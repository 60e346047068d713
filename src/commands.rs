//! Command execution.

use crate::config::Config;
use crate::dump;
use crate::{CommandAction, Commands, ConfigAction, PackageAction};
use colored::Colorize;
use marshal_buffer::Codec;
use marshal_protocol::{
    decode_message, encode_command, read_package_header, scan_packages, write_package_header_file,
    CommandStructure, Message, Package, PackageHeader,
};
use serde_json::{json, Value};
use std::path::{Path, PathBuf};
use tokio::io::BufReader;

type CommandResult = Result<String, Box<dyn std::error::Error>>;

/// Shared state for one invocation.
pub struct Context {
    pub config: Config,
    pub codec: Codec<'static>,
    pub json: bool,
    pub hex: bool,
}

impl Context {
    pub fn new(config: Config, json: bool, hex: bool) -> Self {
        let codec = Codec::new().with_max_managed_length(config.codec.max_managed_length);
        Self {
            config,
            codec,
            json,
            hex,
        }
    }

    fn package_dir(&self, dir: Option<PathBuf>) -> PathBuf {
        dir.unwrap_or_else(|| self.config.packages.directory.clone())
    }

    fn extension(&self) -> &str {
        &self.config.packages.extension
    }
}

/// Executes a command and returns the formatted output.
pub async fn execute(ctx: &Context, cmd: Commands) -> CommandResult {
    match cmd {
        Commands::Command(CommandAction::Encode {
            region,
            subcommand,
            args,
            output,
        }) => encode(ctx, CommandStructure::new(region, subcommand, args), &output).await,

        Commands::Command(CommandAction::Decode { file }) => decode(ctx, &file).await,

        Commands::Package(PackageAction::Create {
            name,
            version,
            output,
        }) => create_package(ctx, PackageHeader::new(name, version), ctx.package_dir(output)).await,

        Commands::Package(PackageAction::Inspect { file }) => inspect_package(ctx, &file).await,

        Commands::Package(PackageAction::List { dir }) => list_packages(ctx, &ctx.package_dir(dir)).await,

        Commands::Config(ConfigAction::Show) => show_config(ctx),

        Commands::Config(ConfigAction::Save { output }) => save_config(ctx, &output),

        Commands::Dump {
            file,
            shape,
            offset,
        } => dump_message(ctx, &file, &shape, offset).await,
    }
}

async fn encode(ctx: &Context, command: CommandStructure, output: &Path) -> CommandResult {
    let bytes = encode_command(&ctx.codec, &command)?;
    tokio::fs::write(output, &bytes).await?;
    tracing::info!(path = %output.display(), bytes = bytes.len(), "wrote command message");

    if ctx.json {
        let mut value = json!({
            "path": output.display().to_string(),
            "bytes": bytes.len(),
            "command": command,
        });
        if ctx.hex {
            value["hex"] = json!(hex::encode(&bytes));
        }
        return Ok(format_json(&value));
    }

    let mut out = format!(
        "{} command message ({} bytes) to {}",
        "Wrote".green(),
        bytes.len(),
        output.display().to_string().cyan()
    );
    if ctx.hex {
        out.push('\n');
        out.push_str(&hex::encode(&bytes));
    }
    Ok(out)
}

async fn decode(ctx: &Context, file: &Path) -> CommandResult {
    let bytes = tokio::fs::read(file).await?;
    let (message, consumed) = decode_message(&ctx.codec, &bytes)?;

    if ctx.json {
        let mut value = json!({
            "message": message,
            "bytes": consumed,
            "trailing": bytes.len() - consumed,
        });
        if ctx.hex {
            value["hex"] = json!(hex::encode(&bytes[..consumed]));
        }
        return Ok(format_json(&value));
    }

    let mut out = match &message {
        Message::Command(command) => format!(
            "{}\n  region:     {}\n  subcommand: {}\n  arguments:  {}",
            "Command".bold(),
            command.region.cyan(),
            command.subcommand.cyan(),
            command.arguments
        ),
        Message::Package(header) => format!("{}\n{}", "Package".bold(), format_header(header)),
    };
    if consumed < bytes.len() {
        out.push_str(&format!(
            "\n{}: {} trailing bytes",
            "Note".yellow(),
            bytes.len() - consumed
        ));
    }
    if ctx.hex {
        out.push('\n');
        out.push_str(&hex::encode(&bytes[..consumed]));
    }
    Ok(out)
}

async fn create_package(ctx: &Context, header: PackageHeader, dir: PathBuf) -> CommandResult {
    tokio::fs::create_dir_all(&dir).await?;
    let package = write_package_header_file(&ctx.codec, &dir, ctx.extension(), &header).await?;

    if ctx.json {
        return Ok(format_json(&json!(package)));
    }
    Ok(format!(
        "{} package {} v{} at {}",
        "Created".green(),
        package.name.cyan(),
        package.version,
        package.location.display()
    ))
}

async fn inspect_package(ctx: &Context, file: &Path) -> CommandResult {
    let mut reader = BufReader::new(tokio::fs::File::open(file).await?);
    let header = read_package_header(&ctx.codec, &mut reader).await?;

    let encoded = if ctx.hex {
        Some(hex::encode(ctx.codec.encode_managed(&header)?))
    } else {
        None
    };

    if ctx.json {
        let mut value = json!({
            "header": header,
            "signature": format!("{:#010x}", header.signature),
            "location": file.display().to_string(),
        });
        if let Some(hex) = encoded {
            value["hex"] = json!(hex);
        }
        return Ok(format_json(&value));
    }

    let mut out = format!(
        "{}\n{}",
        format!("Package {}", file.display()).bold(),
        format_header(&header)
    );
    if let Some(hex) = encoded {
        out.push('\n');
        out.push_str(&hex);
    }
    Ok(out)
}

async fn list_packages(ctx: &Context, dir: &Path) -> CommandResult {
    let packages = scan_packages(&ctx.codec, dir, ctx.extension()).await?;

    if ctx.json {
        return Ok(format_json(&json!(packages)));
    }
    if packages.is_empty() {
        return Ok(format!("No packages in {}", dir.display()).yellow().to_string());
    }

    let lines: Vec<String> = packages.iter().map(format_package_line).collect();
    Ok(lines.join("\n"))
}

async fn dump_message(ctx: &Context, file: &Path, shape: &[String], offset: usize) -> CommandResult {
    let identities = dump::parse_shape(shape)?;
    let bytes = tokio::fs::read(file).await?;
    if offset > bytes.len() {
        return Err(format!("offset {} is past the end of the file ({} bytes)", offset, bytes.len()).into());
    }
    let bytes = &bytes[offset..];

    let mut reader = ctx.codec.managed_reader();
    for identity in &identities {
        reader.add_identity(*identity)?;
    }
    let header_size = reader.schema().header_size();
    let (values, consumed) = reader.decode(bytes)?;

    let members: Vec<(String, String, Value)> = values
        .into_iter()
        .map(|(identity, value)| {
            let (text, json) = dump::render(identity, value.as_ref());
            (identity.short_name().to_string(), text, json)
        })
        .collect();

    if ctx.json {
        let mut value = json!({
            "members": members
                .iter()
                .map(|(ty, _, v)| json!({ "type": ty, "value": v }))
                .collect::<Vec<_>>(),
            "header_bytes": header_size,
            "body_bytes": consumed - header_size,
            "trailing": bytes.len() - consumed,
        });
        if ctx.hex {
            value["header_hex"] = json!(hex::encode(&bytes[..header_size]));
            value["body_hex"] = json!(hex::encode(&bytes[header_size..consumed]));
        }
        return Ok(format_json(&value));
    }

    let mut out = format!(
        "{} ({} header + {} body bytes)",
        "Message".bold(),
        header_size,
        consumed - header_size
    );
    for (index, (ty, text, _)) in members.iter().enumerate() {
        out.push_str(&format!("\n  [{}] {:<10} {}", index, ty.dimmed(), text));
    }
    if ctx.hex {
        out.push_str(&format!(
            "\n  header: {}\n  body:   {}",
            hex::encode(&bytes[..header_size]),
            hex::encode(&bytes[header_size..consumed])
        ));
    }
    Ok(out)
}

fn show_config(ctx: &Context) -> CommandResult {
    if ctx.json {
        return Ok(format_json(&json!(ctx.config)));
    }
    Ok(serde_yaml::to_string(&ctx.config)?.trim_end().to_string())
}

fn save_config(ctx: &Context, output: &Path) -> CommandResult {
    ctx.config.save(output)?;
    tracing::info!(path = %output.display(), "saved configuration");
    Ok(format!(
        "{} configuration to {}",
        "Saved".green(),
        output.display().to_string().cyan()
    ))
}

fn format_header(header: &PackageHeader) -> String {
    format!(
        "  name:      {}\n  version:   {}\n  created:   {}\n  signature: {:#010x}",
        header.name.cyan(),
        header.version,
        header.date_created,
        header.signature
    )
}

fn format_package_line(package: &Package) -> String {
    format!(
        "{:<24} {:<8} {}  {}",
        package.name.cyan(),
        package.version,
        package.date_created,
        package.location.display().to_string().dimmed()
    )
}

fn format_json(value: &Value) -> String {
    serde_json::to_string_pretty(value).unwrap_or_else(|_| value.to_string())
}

--

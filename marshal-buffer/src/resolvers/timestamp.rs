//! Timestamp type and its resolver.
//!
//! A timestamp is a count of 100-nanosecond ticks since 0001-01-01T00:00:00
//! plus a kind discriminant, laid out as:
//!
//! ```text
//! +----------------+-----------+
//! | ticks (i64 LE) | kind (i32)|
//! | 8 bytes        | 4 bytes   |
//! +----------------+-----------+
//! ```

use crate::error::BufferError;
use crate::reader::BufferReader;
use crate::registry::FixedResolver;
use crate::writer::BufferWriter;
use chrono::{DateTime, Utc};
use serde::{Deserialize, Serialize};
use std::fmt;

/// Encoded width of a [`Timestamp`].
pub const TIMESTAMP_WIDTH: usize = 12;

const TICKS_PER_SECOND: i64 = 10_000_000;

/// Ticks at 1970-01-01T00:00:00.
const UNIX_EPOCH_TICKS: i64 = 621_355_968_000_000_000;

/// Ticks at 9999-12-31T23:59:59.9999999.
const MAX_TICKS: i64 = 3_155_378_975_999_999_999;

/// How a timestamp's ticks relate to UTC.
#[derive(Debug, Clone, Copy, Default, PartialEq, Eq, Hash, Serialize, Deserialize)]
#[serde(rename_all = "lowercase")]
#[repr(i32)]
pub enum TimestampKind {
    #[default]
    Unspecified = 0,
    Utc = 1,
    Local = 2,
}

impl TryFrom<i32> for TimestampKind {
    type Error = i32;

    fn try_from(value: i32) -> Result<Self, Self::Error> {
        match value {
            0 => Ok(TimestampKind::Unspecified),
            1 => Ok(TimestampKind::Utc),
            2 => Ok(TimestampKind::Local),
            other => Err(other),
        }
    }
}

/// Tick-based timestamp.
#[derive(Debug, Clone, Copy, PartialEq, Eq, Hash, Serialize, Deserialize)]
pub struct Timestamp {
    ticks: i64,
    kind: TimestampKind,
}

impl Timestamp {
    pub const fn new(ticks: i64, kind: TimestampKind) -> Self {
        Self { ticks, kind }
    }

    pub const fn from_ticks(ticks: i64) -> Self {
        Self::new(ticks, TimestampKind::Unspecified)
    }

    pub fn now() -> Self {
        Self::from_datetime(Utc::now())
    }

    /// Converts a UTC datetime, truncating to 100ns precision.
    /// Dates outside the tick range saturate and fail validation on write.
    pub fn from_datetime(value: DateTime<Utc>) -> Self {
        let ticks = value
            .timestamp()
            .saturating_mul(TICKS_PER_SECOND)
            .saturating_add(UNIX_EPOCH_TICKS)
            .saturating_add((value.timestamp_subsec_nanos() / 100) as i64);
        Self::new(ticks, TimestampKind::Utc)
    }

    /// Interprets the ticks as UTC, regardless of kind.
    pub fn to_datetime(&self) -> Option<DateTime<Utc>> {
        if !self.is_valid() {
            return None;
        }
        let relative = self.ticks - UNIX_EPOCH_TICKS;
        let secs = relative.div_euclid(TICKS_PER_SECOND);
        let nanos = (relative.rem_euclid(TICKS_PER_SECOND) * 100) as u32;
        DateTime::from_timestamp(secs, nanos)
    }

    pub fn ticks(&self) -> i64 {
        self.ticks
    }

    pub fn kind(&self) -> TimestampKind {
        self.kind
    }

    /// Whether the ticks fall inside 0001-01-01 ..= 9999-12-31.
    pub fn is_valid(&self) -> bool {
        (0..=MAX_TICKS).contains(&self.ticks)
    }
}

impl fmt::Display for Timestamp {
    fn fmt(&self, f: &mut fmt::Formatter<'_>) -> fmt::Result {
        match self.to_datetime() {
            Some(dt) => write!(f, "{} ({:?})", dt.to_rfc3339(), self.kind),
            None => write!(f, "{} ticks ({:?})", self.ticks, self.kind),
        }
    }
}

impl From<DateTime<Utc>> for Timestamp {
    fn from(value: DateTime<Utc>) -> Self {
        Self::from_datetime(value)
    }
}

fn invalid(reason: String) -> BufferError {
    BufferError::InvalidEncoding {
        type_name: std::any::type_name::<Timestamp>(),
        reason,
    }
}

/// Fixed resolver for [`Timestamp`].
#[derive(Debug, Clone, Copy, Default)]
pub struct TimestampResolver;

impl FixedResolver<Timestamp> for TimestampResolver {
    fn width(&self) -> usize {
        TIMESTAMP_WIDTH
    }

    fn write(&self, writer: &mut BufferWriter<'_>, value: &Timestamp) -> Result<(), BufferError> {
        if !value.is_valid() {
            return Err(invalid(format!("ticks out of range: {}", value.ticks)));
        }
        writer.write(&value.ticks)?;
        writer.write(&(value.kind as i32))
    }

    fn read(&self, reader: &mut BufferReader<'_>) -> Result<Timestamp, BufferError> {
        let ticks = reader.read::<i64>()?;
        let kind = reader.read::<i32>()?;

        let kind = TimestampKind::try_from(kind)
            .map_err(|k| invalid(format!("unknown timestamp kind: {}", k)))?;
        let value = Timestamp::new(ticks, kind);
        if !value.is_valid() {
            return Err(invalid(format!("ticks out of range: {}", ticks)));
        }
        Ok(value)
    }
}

== About this task ==
Look through the material above for the word "reason" and copy every line that has it.

== The completed task ==
fn invalid(reason: String) -> BufferError {
        reason,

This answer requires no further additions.